倪杰疯狂地开着,若不是容帆车技好,早就被甩掉。
到了桥边,倪杰停下,他向着前方高声呐喊,喊得声嘶力竭,歇斯底里。他垂下头,闭上眼睛,已经没有了哭的冲动,也没有哭的力气,只剩下伤心、痛苦和无助。
容帆停下车,在后面看着他,此刻,什么样的安慰都是苍白无力的,而容帆,他又有什么力量再去安慰别人,这个时候,受伤害的不只是小杰一个人。
晚上,容帆一个人回来,很疲惫、很落拓,爸爸在客厅。
“爸爸,小杰不肯回来。”
“算了,让他冷静一下。”
“早知道会是这样的。”
“也许早点告诉他才是对的。”
“那现在,我可以知道真相了吗?爸爸,到底怎么回事?你和凌阿姨……”
“其实当年,我们是相爱的。”
“那妈妈呢?”
“她和雨晨是最好的朋友。”
“那时妈妈也爱你是吗?”
“但是你妈妈的爱太沉重了,如果失去这份爱,她就会崩溃,我差一点就被感动了。”
“可你更爱凌阿姨。”
“让我意外的是,突然有一天,雨晨和我提出分手,并很快答应了追求她很久的叶贤作女友。”
“为什么?”
“我当时也想不通,只是很气愤,以为她背叛了我,为了报复,我冲动地向你妈妈求婚,很快我们就在一起了,一年后生下你。
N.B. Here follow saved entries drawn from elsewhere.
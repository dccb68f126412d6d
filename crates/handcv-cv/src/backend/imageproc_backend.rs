//! Pure-Rust backend on top of `image` and `imageproc`

use super::ScoreMap;
use crate::config::{HandConfig, KeypointConfig, MatchingMethod};
use crate::region::{HandRegion, Keypoint, Region};
use crate::traits::VisionBackend;
use crate::utils::ImageUtils;
use anyhow::{Context, ensure};
use handcv_core::Matrix;
use image::GrayImage;
use imageproc::contours::{BorderType, find_contours};
use imageproc::corners::corners_fast9;
use imageproc::distance_transform::Norm;
use imageproc::geometry::convex_hull;
use imageproc::morphology::open;
use imageproc::point::Point;
use imageproc::template_matching::MatchTemplateMethod;
use log::debug;

/// Backend running every operation in-process with `imageproc`.
#[derive(Debug, Clone, Copy, Default)]
pub struct ImageprocBackend;

impl ImageprocBackend {
    pub fn new() -> Self {
        Self
    }

    /// Binary skin mask: 255 where Cr and Cb fall inside the configured bands.
    fn skin_mask(&self, image: &Matrix, config: &HandConfig) -> anyhow::Result<GrayImage> {
        let rgb = ImageUtils::matrix_to_dynamic(image)?.to_rgb8();
        let (cr_lo, cr_hi) = config.cr_range;
        let (cb_lo, cb_hi) = config.cb_range;

        Ok(GrayImage::from_fn(rgb.width(), rgb.height(), |x, y| {
            let [r, g, b] = rgb.get_pixel(x, y).0;
            let (cr, cb) = chroma(r, g, b);
            let skin = (cr_lo..=cr_hi).contains(&cr) && (cb_lo..=cb_hi).contains(&cb);
            image::Luma([if skin { 255 } else { 0 }])
        }))
    }
}

/// Cr and Cb of an 8-bit RGB pixel (ITU-R BT.601, offset 128).
fn chroma(r: u8, g: u8, b: u8) -> (u8, u8) {
    let (r, g, b) = (r as f32, g as f32, b as f32);
    let y = 0.299 * r + 0.587 * g + 0.114 * b;
    let cr = (r - y) * 0.713 + 128.0;
    let cb = (b - y) * 0.564 + 128.0;
    (
        cr.round().clamp(0.0, 255.0) as u8,
        cb.round().clamp(0.0, 255.0) as u8,
    )
}

/// Shoelace area of a closed polygon.
fn polygon_area(points: &[Point<i32>]) -> f64 {
    let n = points.len();
    if n < 3 {
        return 0.0;
    }
    let twice: i64 = (0..n)
        .map(|i| {
            let (a, b) = (points[i], points[(i + 1) % n]);
            a.x as i64 * b.y as i64 - b.x as i64 * a.y as i64
        })
        .sum();
    twice.abs() as f64 / 2.0
}

fn to_imageproc(method: MatchingMethod) -> MatchTemplateMethod {
    match method {
        MatchingMethod::CCorrNormed => MatchTemplateMethod::CrossCorrelationNormalized,
        MatchingMethod::CCorr => MatchTemplateMethod::CrossCorrelation,
        MatchingMethod::SqDiffNormed => MatchTemplateMethod::SumOfSquaredErrorsNormalized,
        MatchingMethod::SqDiff => MatchTemplateMethod::SumOfSquaredErrors,
    }
}

impl VisionBackend for ImageprocBackend {
    fn name(&self) -> &'static str {
        "imageproc"
    }

    fn version(&self) -> anyhow::Result<String> {
        Ok(format!("imageproc backend {}", env!("CARGO_PKG_VERSION")))
    }

    fn to_gray(&self, image: &Matrix) -> anyhow::Result<Matrix> {
        if image.channels == 1 {
            return Ok(image.clone());
        }
        let luma = ImageUtils::matrix_to_dynamic(image)
            .context("Failed to prepare matrix for luma conversion")?
            .to_luma8();
        Ok(ImageUtils::gray_to_matrix(luma)?)
    }

    fn match_template(
        &self,
        source: &Matrix,
        template: &Matrix,
        method: MatchingMethod,
    ) -> anyhow::Result<ScoreMap> {
        let source =
            ImageUtils::matrix_to_gray(source).context("Template matching needs gray input")?;
        let template =
            ImageUtils::matrix_to_gray(template).context("Template matching needs gray input")?;
        ensure!(
            template.width() <= source.width() && template.height() <= source.height(),
            "template {:?} does not fit in source {:?}",
            template.dimensions(),
            source.dimensions()
        );

        #[cfg(feature = "parallel")]
        let scores = imageproc::template_matching::match_template_parallel(
            &source,
            &template,
            to_imageproc(method),
        );
        #[cfg(not(feature = "parallel"))]
        let scores =
            imageproc::template_matching::match_template(&source, &template, to_imageproc(method));

        let (width, height) = scores.dimensions();
        Ok(ScoreMap {
            width,
            height,
            scores: scores.into_raw(),
            method,
        })
    }

    fn detect_keypoints(
        &self,
        gray: &Matrix,
        config: &KeypointConfig,
    ) -> anyhow::Result<Vec<Keypoint>> {
        let gray = ImageUtils::matrix_to_gray(gray).context("FAST needs gray input")?;
        Ok(corners_fast9(&gray, config.threshold)
            .into_iter()
            .map(|c| Keypoint {
                x: c.x,
                y: c.y,
                score: c.score,
            })
            .collect())
    }

    fn detect_hand(
        &self,
        image: &Matrix,
        config: &HandConfig,
    ) -> anyhow::Result<Option<HandRegion>> {
        if image.channels < 3 {
            return Ok(None);
        }

        let mut mask = self.skin_mask(image, config)?;
        if config.open_radius > 0 {
            mask = open(&mask, Norm::LInf, config.open_radius);
        }

        let largest = find_contours::<i32>(&mask)
            .into_iter()
            .filter(|c| c.border_type == BorderType::Outer)
            .map(|c| (polygon_area(&c.points), c))
            .max_by(|a, b| a.0.total_cmp(&b.0));

        let Some((area, contour)) = largest else {
            return Ok(None);
        };

        let frame = (image.cols * image.rows) as f64;
        let coverage = area / frame;
        if coverage < config.min_area_fraction {
            debug!(
                "largest skin region covers {:.4} of the frame, below {:.4}",
                coverage, config.min_area_fraction
            );
            return Ok(None);
        }

        let outline: Vec<(i32, i32)> = contour.points.iter().map(|p| (p.x, p.y)).collect();
        let bounds = Region::bounding(&outline).context("Contour without points")?;
        let hull = convex_hull(contour.points)
            .into_iter()
            .map(|p| (p.x, p.y))
            .collect();

        Ok(Some(HandRegion {
            bounds,
            hull,
            area,
            coverage,
        }))
    }
}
”
“这事情背后的真相呢?”
“后来我渐渐明白,雨晨离开我是为了友情忍痛割爱。”
“但她爱的仍然是你。”
“知道真相后,我找到雨晨,我们说出许多心里话,勾起从前的感情,我们都难以自控,喝醉之后就发生了关系……”
“那妈妈呢?”
“她知道真相后竟没有怪我们,这使我对她更加愧疚。我知道她心里很痛苦,但我却开始冷落她,让她对我绝望,她却仍然对我那么好,我要动摇了。”
“妈妈太爱你了,你怎么忍心那样伤害她?”
“不久,雨晨却告诉我,她怀孕了,我们想过重新在一起,可都不忍心伤害你妈妈,而且还有你。我们也想过打掉孩子,可没有狠下心。这个时候叶贤出现了,他说他爱雨晨甚至比我深,他可以抛开一切,而且不在乎雨晨怀了我的骨肉。”
“他真的这么执着?”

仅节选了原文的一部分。